João Pequeno, Jornal do Brasil
RIO - Os 250 anos que a Tijuca completa neste mês marcam o choque entre a tradição e a pior desvalorização imobiliária do Rio na última década, com quedas de 50% nos valores de casas e apartamentos próximos a favelas. O bairro também sofreu a maior baixa demográfica da cidade entre 1991 e 2000: perdeu 2,8 pontos percentuais de sua população no período, de acordo com dados da prefeitura sobre o último censo do Instituto Brasileiro de Geografia e Estatística (IBGE).
A família do construtor português José da Costa, 63, tenta, sem sucesso, engrossar essa estatística, pondo à venda uma casa com dois andares, quatro quartos e cinco banheiros na Muda, debaixo do Morro do Cruz, por R$ 450 mil menor preço entre todos os imóveis semelhantes encontrados pelo JB em um site especializado.
Aqui não tem violência garante Costa, a poucos metros da Rua General Espírito Santo Cardoso, onde, no ano passado, policiais mataram o menino João Roberto Soares, então com 3 anos, ao confundir o carro em que ele estava com outro que fora roubado.
Embora imóveis em zonas de risco percam valor em qualquer local, a Tijuca sofreu especialmente com o avanço de favelas muitas dominadas por facções rivais sufocando trechos de sua principal rua, a Conde de Bonfim, e forçando mudanças e fechamento de estabelecimentos, como o Carrefour da Usina, que cerrou as portas definitivamente em 2005, após fechá-las inúmeras vezes em meio a tiroteios e arrastões.
Estande de tiro
Foi perto do antigo supermercado que o diretor-secretário do Conselho Regional de Corretores de Imóveis (Creci-RJ), José Fernando Schuster, tentou vender, há dois anos, um terreno abandonado por uma revendedora da Fiat.
A parede lembrava um estande de tiro, de tantas marcas de bala. O segurança só ficava ali com dois (cães) rotweillers. Quem olhava ia embora. Desisti lembra.
O clima pesado se estende às ruas de acesso a favelas. Na 18 de Outubro, uma placa com propaganda de obras no Morro da Formiga é o motivo dado pelo securitário aposentado Etelvino Antunes, 73, para não receber ofertas por seu apartamento, com 56 metros quadrados, dois quartos um deles, suíte e vaga na garagem.
Etelvino diz que a favela não é ali, mas na rua ao lado . No entanto, sua sala dá vista para uma entrada do morro pichada com inicias de uma facção criminosa. O aposentado admite, enfim, que os R$ 150 mil pedidos são menos do que o apartamento vale .
Para se ter uma ideia, em Ipanema, o JB só encontrou por preço similar apartamentos de um quarto, no mesmo site de imóveis.

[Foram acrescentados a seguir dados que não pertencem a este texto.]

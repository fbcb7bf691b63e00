//! WorkspaceController - applies user actions to the workspace.
//!
//! Every action that changes the repository, the model or the selected files
//! replaces the chat session before returning, so the next send always sees
//! the post-change context. Every mutation of a started workspace is saved.

use crate::session::SessionManager;
use futures::StreamExt;
use gitmate_core::chat::{
    APOLOGY_NOTICE, ChatModel, ChatSession, CodeBlock, ImageAttachment, QuickAction, Turn, TurnContent,
    analyze_file_prompt, extract_code_blocks, file_applied_notice, model_switched_notice,
};
use gitmate_core::error::{GitMateError, Result};
use gitmate_core::source::{RepoCoordinates, RepoNode, RepositoryReader};
use gitmate_core::workspace::{
    FileContext, FileUpsert, Workspace, WorkspaceRepository, export_script,
};
use std::sync::Arc;
use tokio::sync::Mutex;

/// How a send ended once it was accepted.
#[derive(Debug, Clone, PartialEq, Eq)]
pub enum SendOutcome {
    /// The reply streamed to completion.
    Completed { reply: String },
    /// The provider failed; an apology notice was appended.
    Failed { error: GitMateError },
}

pub struct WorkspaceController {
    workspace: Mutex<Workspace>,
    sessions: Arc<SessionManager>,
    repository: Arc<dyn WorkspaceRepository>,
    reader: Arc<dyn RepositoryReader>,
}
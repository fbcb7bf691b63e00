use std::path::PathBuf;
use std::str::FromStr;
use std::sync::Arc;

use anyhow::{Context, Result, bail};
use clap::{Parser, Subcommand};
use colored::Colorize;
use tracing_appender::non_blocking::WorkerGuard;
use tracing_subscriber::EnvFilter;

use gitmate_application::{SessionManager, WorkspaceController};
use gitmate_core::chat::ChatModel;
use gitmate_core::config::GitMateConfig;
use gitmate_infrastructure::{ConfigService, GitMatePaths, JsonWorkspaceRepository};
use gitmate_interaction::{GeminiChatProvider, GitHubRepositoryReader};

mod repl;

#[derive(Parser)]
#[command(name = "gitmate")]
#[command(about = "GitMate - pair-program with an LLM over a GitHub repository's files", long_about = None)]
struct Cli {
    /// Log to stderr instead of the log file
    #[arg(long, global = true)]
    verbose: bool,

    #[command(subcommand)]
    command: Commands,
}

#[derive(Subcommand)]
enum Commands {
    /// Start a workspace (or resume the saved one) and chat
    Chat {
        /// GitHub repository URL; omit to resume the saved workspace
        repo_url: Option<String>,
        /// flash or pro
        #[arg(long)]
        model: Option<String>,
    },
    /// List a directory of the saved workspace's repository
    Ls {
        /// Directory inside the repository; the root when omitted
        path: Option<String>,
    },
    /// Print (or write) a script that recreates the context files
    Export {
        #[arg(short, long)]
        output: Option<PathBuf>,
    },
    /// Forget the saved workspace
    Reset,
}

fn init_tracing(verbose: bool, paths: &GitMatePaths) -> Result<Option<WorkerGuard>> {
    let filter =
        EnvFilter::try_from_default_env().unwrap_or_else(|_| EnvFilter::new("gitmate=info"));

    if verbose {
        tracing_subscriber::fmt()
            .with_env_filter(filter)
            .with_writer(std::io::stderr)
            .init();
        return Ok(None);
    }

    let logs_dir = paths.logs_dir()?;
    std::fs::create_dir_all(&logs_dir)
        .with_context(|| format!("failed to create {}", logs_dir.display()))?;
    let (writer, guard) =
        tracing_appender::non_blocking(tracing_appender::rolling::daily(logs_dir, "gitmate.log"));
    tracing_subscriber::fmt()
        .with_env_filter(filter)
        .with_writer(writer)
        .with_ansi(false)
        .init();
    Ok(Some(guard))
}

fn build_controller(config_service: &ConfigService) -> Result<(WorkspaceController, GitMateConfig)> {
    let config = config_service.load_config()?;
    let secrets = config_service.load_secrets()?;
    if secrets.gemini_api_key().is_none() {
        tracing::warn!("No Gemini API key configured");
    }

    let provider = GeminiChatProvider::new(secrets.gemini_api_key().map(str::to_string))
        .with_base_url(config.gemini.base_url.clone())
        .with_temperature(config.gemini.temperature);
    let reader = GitHubRepositoryReader::new()
        .with_api_base(config.github.api_base.clone())
        .with_user_agent(config.github.user_agent.clone());
    let repository = JsonWorkspaceRepository::new(config_service.paths().workspace_file()?);

    let controller = WorkspaceController::new(
        Arc::new(SessionManager::new(Arc::new(provider))),
        Arc::new(repository),
        Arc::new(reader),
    );
    Ok((controller, config))
}

async fn restore_or_fail(controller: &WorkspaceController) -> Result<()> {
    if !controller.restore().await? {
        bail!("No saved workspace. Start one with `gitmate chat <REPO_URL>`.");
    }
    Ok(())
}

#[tokio::main]
async fn main() -> Result<()> {
    let cli = Cli::parse();
    let paths = GitMatePaths::new(None);
    let _guard = init_tracing(cli.verbose, &paths)?;

    let config_service = ConfigService::new(paths);
    let (controller, config) = build_controller(&config_service)?;

    match cli.command {
        Commands::Chat { repo_url, model } => {
            match repo_url {
                Some(url) => {
                    let model = match model {
                        Some(model) => ChatModel::from_str(&model)?,
                        None => config.default_model,
                    };
                    controller.start(&url, model).await?;
                }
                None => {
                    restore_or_fail(&controller).await?;
                    if let Some(model) = model {
                        controller.switch_model(ChatModel::from_str(&model)?).await?;
                    }
                }
            }
            if !controller.sessions().is_initialized().await {
                eprintln!(
                    "{}",
                    "No chat session: set GEMINI_API_KEY or fill in secret.json. Messages will fail until then."
                        .yellow()
                );
            }
            repl::run(&controller).await?;
        }
        Commands::Ls { path } => {
            restore_or_fail(&controller).await?;
            for node in controller
                .list_directory(path.as_deref().unwrap_or(""))
                .await?
            {
                if node.is_dir() {
                    println!("{}/", node.path);
                } else {
                    println!("{}", node.path);
                }
            }
        }
        Commands::Export { output } => {
            restore_or_fail(&controller).await?;
            let script = controller.export_script().await?;
            match output {
                Some(output) => {
                    std::fs::write(&output, script)
                        .with_context(|| format!("failed to write {}", output.display()))?;
                    println!("Wrote {}", output.display());
                }
                None => print!("{script}"),
            }
        }
        Commands::Reset => {
            controller.exit().await?;
            println!("Saved workspace removed.");
        }
    }

    Ok(())
}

A comparação pode parecer discrepante, mas até os anos 60, os bairros se equiparavam, lembra José Conde Caldas, presidente da construtora Concal e do Conselho de Desenvolvimento da Associação de Dirigentes de Empresas do Mercado Imobiliário (Ademi).
Ruas como a Homem de Melo (perto do Tijuca Country Clube) tinham preço de metro quadrado como os da Nascimento Silva.
Em uma trágica coincidência, foi na Andrade Neves paralela à Homem de Melo que, em 2000, o músico Marcelo Yuka ficou paraplégico, após ser baleado em um assalto, caso que marcou o início de uma longa decadência no bairro, para Dauro Moreira Filho, advogado do ramo imobiliário.
Hoje, já baixei de R$ 1.800 para R$ 900 o aluguel de uma cobertura na Conde de Bonfim que tem vista para a comunidade da Chacrinha e nem assim fechei, em mais de um mês, o que demonstra a resistência das pessoas à área.